# [Work item]
Scan the records for the line containing "Ok(identity)". From there through the last line, write out each line exactly.
(Material shown)
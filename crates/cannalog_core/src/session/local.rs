//! Local session provider with SQLite-persisted session state.
//!
//! Accepts any well-formed identity token and uses it verbatim as the user
//! id. Token cryptography is the identity provider's job and is not done here.

use super::{AuthError, AuthResult, Identity, SessionProvider};
use async_trait::async_trait;
use log::{info, warn};
use once_cell::sync::Lazy;
use parking_lot::Mutex;
use regex::Regex;
use rusqlite::{Connection, OptionalExtension};

static TOKEN_RE: Lazy<Regex> = Lazy::new(|| {
    Regex::new(r"^[A-Za-z0-9][A-Za-z0-9._@-]{0,127}$").expect("valid token regex")
});

/// Session provider backed by the `session_state` table.
pub struct LocalSessionProvider {
    conn: Mutex<Connection>,
    current: Mutex<Option<Identity>>,
}

impl LocalSessionProvider {
    /// Wraps a migrated connection and restores any persisted session.
    pub fn restore(conn: Connection) -> AuthResult<Self> {
        let current = conn
            .query_row(
                "SELECT user_id FROM session_state WHERE slot = 1;",
                [],
                |row| row.get::<_, String>(0),
            )
            .optional()?
            .map(Identity::new);

        info!(
            "event=session_restore module=session status=ok restored={}",
            current.is_some()
        );
        Ok(Self {
            conn: Mutex::new(conn),
            current: Mutex::new(current),
        })
    }
}

/// Returns whether a token has the shape the local provider accepts.
pub fn is_well_formed_token(token: &str) -> bool {
    TOKEN_RE.is_match(token)
}

#[async_trait]
impl SessionProvider for LocalSessionProvider {
    async fn sign_in(&self, identity_token: &str) -> AuthResult<Identity> {
        let token = identity_token.trim();
        if !is_well_formed_token(token) {
            warn!("event=sign_in module=session status=error error_code=invalid_token");
            return Err(AuthError::InvalidToken);
        }

        let identity = Identity::new(token);
        self.conn.lock().execute(
            "INSERT INTO session_state (slot, user_id) VALUES (1, ?1)
             ON CONFLICT(slot) DO UPDATE SET
                user_id = excluded.user_id,
                signed_in_at = (strftime('%s', 'now') * 1000);",
            [identity.user_id.as_str()],
        )?;
        *self.current.lock() = Some(identity.clone());

        info!("event=sign_in module=session status=ok");
        Ok(identity)
    }

    async fn sign_out(&self) -> AuthResult<()> {
        if self.current.lock().is_none() {
            return Err(AuthError::NotSignedIn);
        }

        self.conn
            .lock()
            .execute("DELETE FROM session_state WHERE slot = 1;", [])?;
        *self.current.lock() = None;

        info!("event=sign_out module=session status=ok");
        Ok(())
    }

    fn current_identity(&self) -> Option<Identity> {
        self.current.lock().clone()
    }
}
(End Material shown)
# [Result for this task]
        Ok(identity)
    }

    async fn sign_out(&self) -> AuthResult<()> {
        if self.current.lock().is_none() {
            return Err(AuthError::NotSignedIn);
        }

        self.conn
            .lock()
            .execute("DELETE FROM session_state WHERE slot = 1;", [])?;
        *self.current.lock() = None;

        info!("event=sign_out module=session status=ok");
        Ok(())
    }

    fn current_identity(&self) -> Option<Identity> {
        self.current.lock().clone()
    }
}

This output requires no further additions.